The device looks like a radar gun, and includes a direction-sensitive microphone, speaker, motherboard, and a distance sensor. It works like a delayed auditory feedback (DAF) device, which are frequently used to help stutterers. The principal behind a DAF is that if a stutterer hears their own voice delayed, their speech can improve. If you target a non-stutterer, however, it can actually cause stuttering. And the SpeechJammer (unlike traditional DAF devices) can target speakers from a distance of up to 111 ft. (34 meters) away — meaning that you could potentially use it to disrupt the speech of annoying coworkers, diners, or even paid public speakers.
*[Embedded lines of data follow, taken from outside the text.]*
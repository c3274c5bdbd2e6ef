//! Configuration error types.

/// Result type alias for config operations.
pub type Result<T> = std::result::Result<T, ConfigError>;

/// Errors that can occur during configuration loading and saving.
#[derive(Debug, thiserror::Error)]
pub enum ConfigError {
    /// Failed to read a config file.
    #[error("failed to read config file '{path}': {source}")]
    ReadFile {
        path: String,
        source: std::io::Error,
    },

    /// Failed to write a config file.
    #[error("failed to write config file '{path}': {source}")]
    WriteFile {
        path: String,
        source: std::io::Error,
    },

    /// Failed to parse TOML.
    #[error("failed to parse config: {0}")]
    Parse(#[from] toml::de::Error),

    /// Failed to serialize config.
    #[error("failed to serialize config: {0}")]
    Serialize(#[from] toml::ser::Error),

    /// A value is outside its allowed range.
    #[error("invalid value for '{field}': {reason}")]
    InvalidValue { field: String, reason: String },
}
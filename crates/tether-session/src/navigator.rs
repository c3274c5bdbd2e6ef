//! Logout reasons and the hooks that act on them.

use std::fmt;

use tracing::info;

/// Why a session ended.
#[derive(Debug, Clone, Copy, PartialEq, Eq, Hash)]
pub enum LogoutReason {
    /// No user activity for longer than the idle timeout.
    IdleTimeout,
    /// The absolute expiry passed before a refresh could happen.
    SessionExpired,
    /// The refresh endpoint refused the token.
    RefreshRejected,
    /// A request was still unauthorized after a successful refresh.
    Unauthorized,
    /// Another process ended the session.
    ExternalLogout,
    /// The user asked to log out.
    UserInitiated,
}

impl LogoutReason {
    /// Stable identifier, suitable for a login-page query parameter.
    pub fn as_str(&self) -> &'static str {
        match self {
            LogoutReason::IdleTimeout => "idle_timeout",
            LogoutReason::SessionExpired => "session_expired",
            LogoutReason::RefreshRejected => "refresh_rejected",
            LogoutReason::Unauthorized => "unauthorized",
            LogoutReason::ExternalLogout => "external_logout",
            LogoutReason::UserInitiated => "user_initiated",
        }
    }
}

impl fmt::Display for LogoutReason {
    fn fmt(&self, f: &mut fmt::Formatter<'_>) -> fmt::Result {
        f.write_str(self.as_str())
    }
}

/// Takes the user to the login entry point.
///
/// Implemented by whatever shell hosts the session: a UI router, a CLI that
/// prints a hint, a test recorder.
pub trait Navigator: Send + Sync {
    fn redirect_to_login(&self, reason: LogoutReason);
}

/// Navigator that only logs.
#[derive(Debug, Default, Clone, Copy)]
pub struct NoopNavigator;

impl Navigator for NoopNavigator {
    fn redirect_to_login(&self, reason: LogoutReason) {
        info!(%reason, "Login required");
    }
}

/// The single place a session is torn down.
///
/// Components below the facade hold this as a `Weak` so the facade can own
/// them without a reference cycle.
pub trait SessionTerminator: Send + Sync {
    fn force_logout(&self, reason: LogoutReason);
}
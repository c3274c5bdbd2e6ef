//! Configuration system for the Tether session layer.
//!
//! Provides TOML-based configuration with:
//! - API endpoint settings (`[api]`), including runtime base-URL discovery
//! - Session timing (`[session]`, `[activity]`)
//! - Request policy (`[retry]`, `[cache]`)
//! - Durable storage location (`[storage]`)
//! - Config file layering (XDG user config + project-local overrides)

pub mod discovery;
pub mod error;
pub mod types;

pub use discovery::{ConfigSource, LoadedConfig, load_config, save_config, user_config_path};
pub use error::{ConfigError, Result};
pub use types::*;
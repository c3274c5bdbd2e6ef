//! Durable key/value storage.
//!
//! The session record and the activity timestamp each live under their own
//! key. Writes replace a key's value atomically so a concurrent reader sees
//! either the old value or the new one, never a partial write.

use std::collections::HashMap;
use std::path::{Path, PathBuf};
use std::sync::Arc;
use std::sync::atomic::{AtomicU32, Ordering};

use parking_lot::RwLock;

use crate::error::{Error, Result};

/// Key holding the serialized [`AuthSession`](crate::AuthSession).
pub const SESSION_KEY: &str = "auth_session";

/// Key holding the last activity timestamp (epoch milliseconds).
pub const ACTIVITY_KEY: &str = "last_activity";

/// Synchronous key/value store shared by every session component.
pub trait Storage: Send + Sync + std::fmt::Debug {
    /// Read a value.
    fn get(&self, key: &str) -> Result<Option<String>>;

    /// Write a value, replacing any previous one.
    fn set(&self, key: &str, value: &str) -> Result<()>;

    /// Remove a value. Removing a missing key is not an error.
    fn remove(&self, key: &str) -> Result<()>;
}

/// Shared storage handle.
pub type SharedStorage = Arc<dyn Storage>;

// ============================================================================
// MemoryStorage
// ============================================================================

/// Process-local storage, for tests and ephemeral sessions.
#[derive(Debug, Default)]
pub struct MemoryStorage {
    values: RwLock<HashMap<String, String>>,
}

impl MemoryStorage {
    pub fn new() -> Self {
        Self::default()
    }
}

impl Storage for MemoryStorage {
    fn get(&self, key: &str) -> Result<Option<String>> {
        Ok(self.values.read().get(key).cloned())
    }

    fn set(&self, key: &str, value: &str) -> Result<()> {
        self.values
            .write()
            .insert(key.to_string(), value.to_string());
        Ok(())
    }

    fn remove(&self, key: &str) -> Result<()> {
        self.values.write().remove(key);
        Ok(())
    }
}

// ============================================================================
// FileStorage
// ============================================================================

/// One file per key inside a directory.
///
/// Several processes may share the directory; last write wins.
#[derive(Debug, Clone)]
pub struct FileStorage {
    dir: PathBuf,
}

impl FileStorage {
    /// Open (and create if needed) a storage directory.
    pub fn open(dir: impl Into<PathBuf>) -> Result<Self> {
        let dir = dir.into();
        std::fs::create_dir_all(&dir).map_err(|e| {
            Error::Storage(format!(
                "Failed to create storage directory {}: {}",
                dir.display(),
                e
            ))
        })?;
        // Watch events report canonical paths.
        let dir = dir.canonicalize().unwrap_or(dir);
        Ok(Self { dir })
    }

    /// The storage directory.
    pub fn dir(&self) -> &Path {
        &self.dir
    }

    /// File path backing a key.
    pub fn path_for(&self, key: &str) -> Result<PathBuf> {
        let valid = !key.is_empty()
            && key
                .chars()
                .all(|c| c.is_ascii_alphanumeric() || c == '_' || c == '-');
        if !valid {
            return Err(Error::Storage(format!("Invalid storage key: {key:?}")));
        }
        Ok(self.dir.join(key))
    }

    /// Key for a file path inside the directory, if it is one of ours.
    pub fn key_for(&self, path: &Path) -> Option<String> {
        if path.parent()? != self.dir {
            return None;
        }
        let name = path.file_name()?.to_str()?;
        if name.ends_with(".tmp") {
            return None;
        }
        Some(name.to_string())
    }
}

impl Storage for FileStorage {
    fn get(&self, key: &str) -> Result<Option<String>> {
        let path = self.path_for(key)?;
        match std::fs::read_to_string(&path) {
            Ok(contents) => Ok(Some(contents)),
            Err(e) if e.kind() == std::io::ErrorKind::NotFound => Ok(None),
            Err(e) => Err(Error::Storage(format!(
                "Failed to read {}: {}",
                path.display(),
                e
            ))),
        }
    }

    /// Writes to a uniquely-named temp file, then renames over the target.
    ///
    /// The temp name carries PID and a counter so concurrent writers never
    /// share a temp file.
    fn set(&self, key: &str, value: &str) -> Result<()> {
        static COUNTER: AtomicU32 = AtomicU32::new(0);

        let path = self.path_for(key)?;
        let seq = COUNTER.fetch_add(1, Ordering::Relaxed);
        let tmp_path = self
            .dir
            .join(format!("{}.{}.{}.tmp", key, std::process::id(), seq));

        std::fs::write(&tmp_path, value).map_err(|e| {
            Error::Storage(format!("Failed to write {}: {}", tmp_path.display(), e))
        })?;
        std::fs::rename(&tmp_path, &path).map_err(|e| {
            let _ = std::fs::remove_file(&tmp_path);
            Error::Storage(format!("Failed to replace {}: {}", path.display(), e))
        })?;
        Ok(())
    }

    fn remove(&self, key: &str) -> Result<()> {
        let path = self.path_for(key)?;
        match std::fs::remove_file(&path) {
            Ok(()) => Ok(()),
            Err(e) if e.kind() == std::io::ErrorKind::NotFound => Ok(()),
            Err(e) => Err(Error::Storage(format!(
                "Failed to remove {}: {}",
                path.display(),
                e
            ))),
        }
    }
}
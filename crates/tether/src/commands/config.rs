//! Config command - configuration management.

use anyhow::Result;
use clap::{Args, Subcommand};

use super::{Context, format_duration};

/// Arguments for the config command.
#[derive(Args, Debug)]
pub struct ConfigArgs {
    #[command(subcommand)]
    pub command: ConfigCommand,
}

#[derive(Subcommand, Debug)]
pub enum ConfigCommand {
    /// Show the resolved configuration
    Show,

    /// Show which config files are loaded and their precedence
    Which,

    /// Initialize a config file with defaults
    Init {
        /// Create project-local config (./tether.toml) instead of user config
        #[arg(long)]
        local: bool,
    },

    /// Show configuration file path
    Path,
}

/// Run the config command.
pub async fn run(args: ConfigArgs, ctx: &Context) -> Result<()> {
    match args.command {
        ConfigCommand::Show => cmd_show(ctx),
        ConfigCommand::Which => cmd_which(),
        ConfigCommand::Init { local } => cmd_init(local),
        ConfigCommand::Path => cmd_path(),
    }
}

fn cmd_show(ctx: &Context) -> Result<()> {
    if ctx.json_output {
        let value = serde_json::json!({
            "toml": ctx.config.to_toml()?,
            "api_base": ctx.api_base.clone().unwrap_or_else(|| ctx.config.api().effective_base_url()),
            "store": ctx.config.storage().effective_dir().display().to_string(),
        });
        println!("{}", serde_json::to_string_pretty(&value)?);
        return Ok(());
    }

    let settings = tether_session::SessionSettings::from(&ctx.config);
    let api = ctx.config.api();

    println!("# Tether Configuration\n");
    println!("[api]");
    println!(
        "  base_url         = {}",
        ctx.api_base.as_deref().unwrap_or(&settings.api_base)
    );
    if let Some(url) = &api.runtime_config_url {
        println!("  runtime_config   = {}", url);
    }
    println!("  login            = {}", settings.login_endpoint);
    println!("  refresh          = {}", settings.refresh_endpoint);
    println!("  logout           = {}", settings.logout_endpoint);
    println!("  timeout          = {}", format_duration(settings.request_timeout));
    println!();
    println!("[session]");
    println!("  idle_timeout     = {}", format_duration(settings.idle_timeout));
    println!("  default_session  = {}", format_duration(settings.default_session));
    println!("  refresh_before   = {}", format_duration(settings.refresh_lookahead));
    println!("  refresh_retry    = {}", format_duration(settings.refresh_retry));
    println!();
    println!("[retry]");
    println!("  max_retries      = {}", settings.retry.max_retries);
    println!("  base_delay       = {:?}", settings.retry.base_delay);
    println!("  max_delay        = {:?}", settings.retry.max_delay);
    println!();
    println!("[cache]");
    println!("  enabled          = {}", settings.cache_enabled);
    println!("  ttl              = {}", format_duration(settings.cache_ttl));
    println!();
    println!("[storage]");
    println!(
        "  dir              = {}",
        ctx.config.storage().effective_dir().display()
    );
    println!("  watch            = {}", ctx.config.storage().watch);
    Ok(())
}

fn cmd_which() -> Result<()> {
    let loaded = tether_config::load_config();

    println!("Config file search order (later overrides earlier):\n");
    for source in &loaded.sources {
        let status = if source.loaded {
            "✓ loaded"
        } else {
            "· not found"
        };
        println!("  {} {}", status, source.path.display());
    }

    println!();
    let loaded_count = loaded.loaded_from().len();
    if loaded_count == 0 {
        println!("No config files found. Run 'tether config init' to create one.");
    } else {
        println!("{} config file(s) loaded.", loaded_count);
    }
    Ok(())
}

fn cmd_init(local: bool) -> Result<()> {
    let path = if local {
        std::path::PathBuf::from("tether.toml")
    } else {
        tether_config::user_config_path()
            .ok_or_else(|| anyhow::anyhow!("Could not determine config directory"))?
    };

    if path.exists() {
        println!("Config file already exists: {}", path.display());
        return Ok(());
    }

    tether_config::save_config(&tether_config::TetherConfig::default_template(), &path)?;
    println!("Created {}", path.display());
    Ok(())
}

fn cmd_path() -> Result<()> {
    if let Some(path) = tether_config::user_config_path() {
        println!("{}", path.display());
    } else {
        eprintln!("Could not determine config directory");
    }
    Ok(())
}
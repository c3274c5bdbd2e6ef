//! Single entry point for API calls.
//!
//! Every call goes through the same pipeline: idle check, header assembly,
//! cache lookup for safe reads, bounded retry, one refresh-and-retry on 401,
//! then activity bookkeeping and cache write on success.

use std::sync::{Arc, Weak};

use reqwest::header::{ACCEPT, AUTHORIZATION, CONTENT_TYPE, HeaderMap, HeaderName, HeaderValue};
use reqwest::Method;
use serde::Serialize;
use serde::de::DeserializeOwned;
use serde_json::Value;
use tracing::{debug, warn};
use url::Url;

use crate::activity::ActivityTracker;
use crate::cache::ResponseCache;
use crate::config::SessionSettings;
use crate::error::{Error, Result, message_from_body};
use crate::navigator::{LogoutReason, SessionTerminator};
use crate::refresh::{RefreshCoordinator, RefreshOutcome};
use crate::retry::{is_retryable_status, with_retry};
use crate::store::TokenStore;
use crate::transport::{
    HttpRequest, HttpResponse, HttpTransport, MultipartForm, RequestBody, join_url,
};

/// Whether a call may be answered from, and written to, the response cache.
#[derive(Debug, Clone, Copy, Default, PartialEq, Eq)]
pub enum CacheMode {
    #[default]
    Use,
    Bypass,
}

/// Method, JSON body and extra headers for [`RequestExecutor::call`].
#[derive(Debug, Clone)]
pub struct CallOptions {
    pub method: Method,
    pub body: Option<Value>,
    pub headers: HeaderMap,
}

impl Default for CallOptions {
    fn default() -> Self {
        Self {
            method: Method::GET,
            body: None,
            headers: HeaderMap::new(),
        }
    }
}

impl CallOptions {
    pub fn new(method: Method) -> Self {
        Self {
            method,
            ..Self::default()
        }
    }

    pub fn get() -> Self {
        Self::new(Method::GET)
    }

    pub fn post(body: Value) -> Self {
        Self::new(Method::POST).with_body(body)
    }

    pub fn put(body: Value) -> Self {
        Self::new(Method::PUT).with_body(body)
    }

    pub fn patch(body: Value) -> Self {
        Self::new(Method::PATCH).with_body(body)
    }

    pub fn delete() -> Self {
        Self::new(Method::DELETE)
    }

    pub fn with_body(mut self, body: Value) -> Self {
        self.body = Some(body);
        self
    }

    /// Add a header. Caller headers override the JSON defaults but never
    /// the bearer token.
    pub fn with_header(mut self, name: HeaderName, value: HeaderValue) -> Self {
        self.headers.insert(name, value);
        self
    }
}

/// Options for [`RequestExecutor::call_multipart`].
#[derive(Debug, Clone)]
pub struct MultipartOptions {
    pub method: Method,
    pub form: MultipartForm,
    pub headers: HeaderMap,
}

impl MultipartOptions {
    /// POST the given form.
    pub fn new(form: MultipartForm) -> Self {
        Self {
            method: Method::POST,
            form,
            headers: HeaderMap::new(),
        }
    }

    pub fn with_method(mut self, method: Method) -> Self {
        self.method = method;
        self
    }

    pub fn with_header(mut self, name: HeaderName, value: HeaderValue) -> Self {
        self.headers.insert(name, value);
        self
    }
}

struct ExecutorInner {
    settings: SessionSettings,
    store: TokenStore,
    activity: ActivityTracker,
    cache: ResponseCache,
    refresh: RefreshCoordinator,
    transport: Arc<dyn HttpTransport>,
    terminator: Weak<dyn SessionTerminator>,
}

/// Sends API calls with auth, retry, refresh and caching applied.
#[derive(Clone)]
pub struct RequestExecutor {
    inner: Arc<ExecutorInner>,
}

impl std::fmt::Debug for RequestExecutor {
    fn fmt(&self, f: &mut std::fmt::Formatter<'_>) -> std::fmt::Result {
        f.debug_struct("RequestExecutor")
            .field("api_base", &self.inner.settings.api_base)
            .finish()
    }
}

impl RequestExecutor {
    pub fn new(
        settings: SessionSettings,
        store: TokenStore,
        activity: ActivityTracker,
        cache: ResponseCache,
        refresh: RefreshCoordinator,
        transport: Arc<dyn HttpTransport>,
        terminator: Weak<dyn SessionTerminator>,
    ) -> Self {
        Self {
            inner: Arc::new(ExecutorInner {
                settings,
                store,
                activity,
                cache,
                refresh,
                transport,
                terminator,
            }),
        }
    }

    /// The API base every endpoint is resolved against.
    pub fn api_base(&self) -> &str {
        &self.inner.settings.api_base
    }

    // ─────────────────────────────────────────────────────────────────────
    // Public calls
    // ─────────────────────────────────────────────────────────────────────

    /// Call a JSON endpoint and deserialize the response.
    pub async fn call<T: DeserializeOwned>(
        &self,
        endpoint: &str,
        options: CallOptions,
        cache: CacheMode,
    ) -> Result<T> {
        let value = self.call_value(endpoint, options, cache).await?;
        Ok(serde_json::from_value(value)?)
    }

    /// Call a JSON endpoint and return the raw response value.
    pub async fn call_value(
        &self,
        endpoint: &str,
        options: CallOptions,
        cache: CacheMode,
    ) -> Result<Value> {
        self.ensure_active()?;
        let url = self.url(endpoint)?;

        let cacheable = self.inner.settings.cache_enabled
            && cache == CacheMode::Use
            && ResponseCache::is_cacheable(&options.method);

        if cacheable {
            let headers = self.headers(&options.headers, true, self.inner.store.token().as_deref());
            let key = ResponseCache::key(&options.method, endpoint, options.body.as_ref(), &headers);
            if let Some(hit) = self.inner.cache.get(&key) {
                debug!(endpoint, "Cache hit");
                return Ok(hit);
            }
        }

        let body = match &options.body {
            Some(value) => RequestBody::Json(value.clone()),
            None => RequestBody::Empty,
        };
        let (response, headers) = self
            .send_authorized(endpoint, &options.method, url, body, &options.headers, true)
            .await?;
        let value = self.finish(&response)?;

        if cacheable {
            let key = ResponseCache::key(&options.method, endpoint, options.body.as_ref(), &headers);
            self.inner.cache.set(key, value.clone());
        }
        Ok(value)
    }

    /// Send a multipart body. Never cached; the transport sets the
    /// multipart content type.
    pub async fn call_multipart<T: DeserializeOwned>(
        &self,
        endpoint: &str,
        options: MultipartOptions,
    ) -> Result<T> {
        self.ensure_active()?;
        let url = self.url(endpoint)?;

        let (response, _) = self
            .send_authorized(
                endpoint,
                &options.method,
                url,
                RequestBody::Multipart(options.form),
                &options.headers,
                false,
            )
            .await?;
        let value = self.finish(&response)?;
        Ok(serde_json::from_value(value)?)
    }

    pub async fn get<T: DeserializeOwned>(&self, endpoint: &str) -> Result<T> {
        self.call(endpoint, CallOptions::get(), CacheMode::Use).await
    }

    pub async fn post<T: DeserializeOwned, B: Serialize + ?Sized>(
        &self,
        endpoint: &str,
        body: &B,
    ) -> Result<T> {
        let body = serde_json::to_value(body)?;
        self.call(endpoint, CallOptions::post(body), CacheMode::Use).await
    }

    pub async fn put<T: DeserializeOwned, B: Serialize + ?Sized>(
        &self,
        endpoint: &str,
        body: &B,
    ) -> Result<T> {
        let body = serde_json::to_value(body)?;
        self.call(endpoint, CallOptions::put(body), CacheMode::Use).await
    }

    pub async fn patch<T: DeserializeOwned, B: Serialize + ?Sized>(
        &self,
        endpoint: &str,
        body: &B,
    ) -> Result<T> {
        let body = serde_json::to_value(body)?;
        self.call(endpoint, CallOptions::patch(body), CacheMode::Use).await
    }

    pub async fn delete<T: DeserializeOwned>(&self, endpoint: &str) -> Result<T> {
        self.call(endpoint, CallOptions::delete(), CacheMode::Use).await
    }

    // ─────────────────────────────────────────────────────────────────────
    // Pipeline
    // ─────────────────────────────────────────────────────────────────────

    fn ensure_active(&self) -> Result<()> {
        if self.inner.activity.is_idle_expired() {
            warn!("Idle timeout reached, refusing request");
            self.terminate(LogoutReason::IdleTimeout);
            return Err(Error::SessionExpired);
        }
        Ok(())
    }

    fn url(&self, endpoint: &str) -> Result<Url> {
        join_url(&self.inner.settings.api_base, endpoint)
    }

    fn headers(&self, extra: &HeaderMap, json: bool, token: Option<&str>) -> HeaderMap {
        let mut headers = HeaderMap::new();
        if json {
            headers.insert(CONTENT_TYPE, HeaderValue::from_static("application/json"));
        }
        headers.insert(ACCEPT, HeaderValue::from_static("application/json"));
        for (name, value) in extra {
            headers.insert(name.clone(), value.clone());
        }
        if let Some(token) = token {
            match HeaderValue::from_str(&format!("Bearer {token}")) {
                Ok(value) => {
                    headers.insert(AUTHORIZATION, value);
                }
                Err(_) => warn!("Stored token is not a valid header value, sending without it"),
            }
        }
        headers
    }

    /// Send with retry; on a 401 from a non-auth endpoint, refresh once and
    /// resend. Returns the final response with the headers it was sent with.
    async fn send_authorized(
        &self,
        endpoint: &str,
        method: &Method,
        url: Url,
        body: RequestBody,
        extra: &HeaderMap,
        json: bool,
    ) -> Result<(HttpResponse, HeaderMap)> {
        let headers = self.headers(extra, json, self.inner.store.token().as_deref());
        let request = HttpRequest {
            method: method.clone(),
            url,
            headers: headers.clone(),
            body,
        };
        let response = self.send(endpoint, &request).await?;

        if response.status != 401 || self.inner.settings.is_auth_endpoint(endpoint) {
            return Ok((response, headers));
        }

        debug!(endpoint, "Unauthorized, attempting token refresh");
        let outcome = self.inner.refresh.refresh().await;
        let Some(token) = outcome.token() else {
            return Err(match &outcome {
                RefreshOutcome::IdleExpired => Error::SessionExpired,
                RefreshOutcome::Unavailable => Error::Transient {
                    status: None,
                    message: "token refresh unavailable".to_string(),
                },
                _ => into_error(&response),
            });
        };

        let headers = self.headers(extra, json, Some(token));
        let retried = HttpRequest {
            headers: headers.clone(),
            ..request
        };
        let response = self.send(endpoint, &retried).await?;
        if response.status == 401 {
            warn!(endpoint, "Still unauthorized after refresh");
            self.terminate(LogoutReason::Unauthorized);
        }
        Ok((response, headers))
    }

    async fn send(&self, endpoint: &str, request: &HttpRequest) -> Result<HttpResponse> {
        with_retry(&self.inner.settings.retry, endpoint, || {
            self.inner.transport.send(request.clone())
        })
        .await
        .map_err(|e| Error::Transient {
            status: None,
            message: e.to_string(),
        })
    }

    /// Turn a final response into a value or an error.
    fn finish(&self, response: &HttpResponse) -> Result<Value> {
        if !response.is_success() {
            return Err(into_error(response));
        }
        self.inner.activity.touch();
        Ok(response.json()?)
    }

    fn terminate(&self, reason: LogoutReason) {
        match self.inner.terminator.upgrade() {
            Some(terminator) => terminator.force_logout(reason),
            None => {
                warn!(%reason, "No session owner, clearing session directly");
                self.inner.refresh.cancel();
                if let Err(e) = self.inner.store.clear() {
                    warn!(error = %e, "Failed to clear session");
                }
                self.inner.activity.clear();
                self.inner.cache.clear();
            }
        }
    }
}

/// Classify a non-2xx response.
pub(crate) fn into_error(response: &HttpResponse) -> Error {
    let body = response.json_opt();
    let message = message_from_body(body.as_ref(), response.status);
    match response.status {
        401 => Error::Authentication {
            status: 401,
            message,
        },
        status if is_retryable_status(status) => Error::Transient {
            status: Some(status),
            message,
        },
        status => Error::Validation {
            status,
            message,
            body,
        },
    }
}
The ultrasonic sensor targets the speaker, records their voice, then broadcasts it back with a fifth of a second delay, disrupting speech patterns.
Researchers Kazutaka Kurihara (of Japan’s National Institute of Advanced Industrial Science and Technology) and Koji Tsukada (Ochanomizu University) have published a paper about the device and its uses. Among the practical applications listed: “facilitating and controlling discussions.”